Scan the records below for the line with "let values = cast" and the line with "let path = dir.path().join(name);". Repeat those two lines and every line between them exactly, and nothing else.

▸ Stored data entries
....
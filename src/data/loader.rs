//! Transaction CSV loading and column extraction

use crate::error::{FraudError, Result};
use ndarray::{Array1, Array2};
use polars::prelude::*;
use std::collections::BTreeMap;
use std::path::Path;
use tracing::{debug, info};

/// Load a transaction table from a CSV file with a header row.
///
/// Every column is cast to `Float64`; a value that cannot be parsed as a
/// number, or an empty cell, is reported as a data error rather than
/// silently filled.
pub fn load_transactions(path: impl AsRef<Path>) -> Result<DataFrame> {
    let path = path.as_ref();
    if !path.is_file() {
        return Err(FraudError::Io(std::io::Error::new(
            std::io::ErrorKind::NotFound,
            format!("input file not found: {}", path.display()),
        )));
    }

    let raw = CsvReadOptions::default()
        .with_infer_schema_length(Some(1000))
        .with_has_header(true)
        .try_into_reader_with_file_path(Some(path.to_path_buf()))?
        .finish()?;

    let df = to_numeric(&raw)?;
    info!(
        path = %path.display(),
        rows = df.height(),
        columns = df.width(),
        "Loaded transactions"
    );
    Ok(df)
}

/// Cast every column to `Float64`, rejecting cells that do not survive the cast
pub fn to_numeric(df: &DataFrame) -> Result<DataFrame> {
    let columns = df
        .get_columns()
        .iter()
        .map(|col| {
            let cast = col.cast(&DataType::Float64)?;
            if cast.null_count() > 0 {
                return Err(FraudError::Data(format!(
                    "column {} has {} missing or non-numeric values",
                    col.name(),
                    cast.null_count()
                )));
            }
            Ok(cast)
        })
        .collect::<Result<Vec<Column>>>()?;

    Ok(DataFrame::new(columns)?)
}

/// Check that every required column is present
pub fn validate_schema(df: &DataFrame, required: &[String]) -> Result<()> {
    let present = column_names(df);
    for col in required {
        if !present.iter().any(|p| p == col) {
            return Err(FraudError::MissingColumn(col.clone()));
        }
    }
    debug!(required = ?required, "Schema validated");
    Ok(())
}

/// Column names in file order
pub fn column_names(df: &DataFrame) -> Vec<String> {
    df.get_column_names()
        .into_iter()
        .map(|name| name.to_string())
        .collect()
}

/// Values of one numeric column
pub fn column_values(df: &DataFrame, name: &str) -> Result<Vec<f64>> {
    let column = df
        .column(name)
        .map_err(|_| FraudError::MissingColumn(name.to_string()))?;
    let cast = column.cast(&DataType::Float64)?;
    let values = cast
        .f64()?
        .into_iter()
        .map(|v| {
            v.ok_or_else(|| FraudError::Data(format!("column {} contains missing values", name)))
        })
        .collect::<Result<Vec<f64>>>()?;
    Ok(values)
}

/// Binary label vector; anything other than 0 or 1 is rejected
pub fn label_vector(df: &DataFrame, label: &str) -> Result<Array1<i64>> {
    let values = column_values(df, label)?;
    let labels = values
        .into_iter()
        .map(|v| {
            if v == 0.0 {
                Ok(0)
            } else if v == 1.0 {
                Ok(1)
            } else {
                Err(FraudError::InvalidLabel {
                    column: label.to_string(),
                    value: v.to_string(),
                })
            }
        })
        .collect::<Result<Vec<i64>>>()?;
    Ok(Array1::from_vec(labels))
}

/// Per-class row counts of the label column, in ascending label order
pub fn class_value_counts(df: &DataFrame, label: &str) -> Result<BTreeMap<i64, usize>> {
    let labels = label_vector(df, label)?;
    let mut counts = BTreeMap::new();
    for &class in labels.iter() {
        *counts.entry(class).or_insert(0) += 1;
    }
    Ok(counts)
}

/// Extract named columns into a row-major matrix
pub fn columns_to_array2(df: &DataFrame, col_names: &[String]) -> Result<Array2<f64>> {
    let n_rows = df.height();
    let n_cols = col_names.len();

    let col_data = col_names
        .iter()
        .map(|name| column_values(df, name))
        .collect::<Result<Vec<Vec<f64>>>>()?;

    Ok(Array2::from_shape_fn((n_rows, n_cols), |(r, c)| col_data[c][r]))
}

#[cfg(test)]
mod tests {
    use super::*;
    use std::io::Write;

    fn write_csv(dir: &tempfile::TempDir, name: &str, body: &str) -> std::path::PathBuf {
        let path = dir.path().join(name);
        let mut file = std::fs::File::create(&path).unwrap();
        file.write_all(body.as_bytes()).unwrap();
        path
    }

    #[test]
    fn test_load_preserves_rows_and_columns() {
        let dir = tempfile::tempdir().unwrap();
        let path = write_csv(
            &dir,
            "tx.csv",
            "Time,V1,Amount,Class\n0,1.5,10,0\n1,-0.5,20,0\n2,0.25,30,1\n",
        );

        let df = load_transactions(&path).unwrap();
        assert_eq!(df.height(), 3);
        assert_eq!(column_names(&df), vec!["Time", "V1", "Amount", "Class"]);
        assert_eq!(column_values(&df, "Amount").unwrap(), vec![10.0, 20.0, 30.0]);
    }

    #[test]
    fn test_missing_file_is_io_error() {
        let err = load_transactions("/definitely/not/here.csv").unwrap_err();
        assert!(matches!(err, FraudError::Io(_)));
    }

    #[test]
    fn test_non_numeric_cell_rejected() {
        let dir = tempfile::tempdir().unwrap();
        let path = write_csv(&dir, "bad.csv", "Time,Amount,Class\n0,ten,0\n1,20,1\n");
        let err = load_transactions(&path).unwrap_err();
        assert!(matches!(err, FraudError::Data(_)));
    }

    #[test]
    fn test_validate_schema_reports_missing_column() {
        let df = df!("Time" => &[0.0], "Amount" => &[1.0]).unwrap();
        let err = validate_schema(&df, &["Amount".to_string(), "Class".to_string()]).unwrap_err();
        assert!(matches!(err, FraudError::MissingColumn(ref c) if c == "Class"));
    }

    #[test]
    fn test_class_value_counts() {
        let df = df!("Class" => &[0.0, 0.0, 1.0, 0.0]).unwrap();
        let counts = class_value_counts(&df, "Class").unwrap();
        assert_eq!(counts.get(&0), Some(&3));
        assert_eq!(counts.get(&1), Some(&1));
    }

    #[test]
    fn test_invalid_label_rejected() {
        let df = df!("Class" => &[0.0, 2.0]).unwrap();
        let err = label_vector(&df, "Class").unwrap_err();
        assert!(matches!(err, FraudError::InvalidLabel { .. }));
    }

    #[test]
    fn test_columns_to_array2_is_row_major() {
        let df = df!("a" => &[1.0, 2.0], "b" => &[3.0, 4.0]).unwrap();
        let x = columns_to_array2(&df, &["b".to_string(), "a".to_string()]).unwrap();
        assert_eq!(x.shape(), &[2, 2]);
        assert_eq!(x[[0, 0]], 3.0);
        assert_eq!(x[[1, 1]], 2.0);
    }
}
....
▸ THE ANSWER
    let values = cast
        .f64()?
        .into_iter()
        .map(|v| {
            v.ok_or_else(|| FraudError::Data(format!("column {} contains missing values", name)))
        })
        .collect::<Result<Vec<f64>>>()?;
    Ok(values)
}

/// Binary label vector; anything other than 0 or 1 is rejected
pub fn label_vector(df: &DataFrame, label: &str) -> Result<Array1<i64>> {
    let values = column_values(df, label)?;
    let labels = values
        .into_iter()
        .map(|v| {
            if v == 0.0 {
                Ok(0)
            } else if v == 1.0 {
                Ok(1)
            } else {
                Err(FraudError::InvalidLabel {
                    column: label.to_string(),
                    value: v.to_string(),
                })
            }
        })
        .collect::<Result<Vec<i64>>>()?;
    Ok(Array1::from_vec(labels))
}

/// Per-class row counts of the label column, in ascending label order
pub fn class_value_counts(df: &DataFrame, label: &str) -> Result<BTreeMap<i64, usize>> {
    let labels = label_vector(df, label)?;
    let mut counts = BTreeMap::new();
    for &class in labels.iter() {
        *counts.entry(class).or_insert(0) += 1;
    }
    Ok(counts)
}

/// Extract named columns into a row-major matrix
pub fn columns_to_array2(df: &DataFrame, col_names: &[String]) -> Result<Array2<f64>> {
    let n_rows = df.height();
    let n_cols = col_names.len();

    let col_data = col_names
        .iter()
        .map(|name| column_values(df, name))
        .collect::<Result<Vec<Vec<f64>>>>()?;

    Ok(Array2::from_shape_fn((n_rows, n_cols), |(r, c)| col_data[c][r]))
}

#[cfg(test)]
mod tests {
    use super::*;
    use std::io::Write;

    fn write_csv(dir: &tempfile::TempDir, name: &str, body: &str) -> std::path::PathBuf {
        let path = dir.path().join(name);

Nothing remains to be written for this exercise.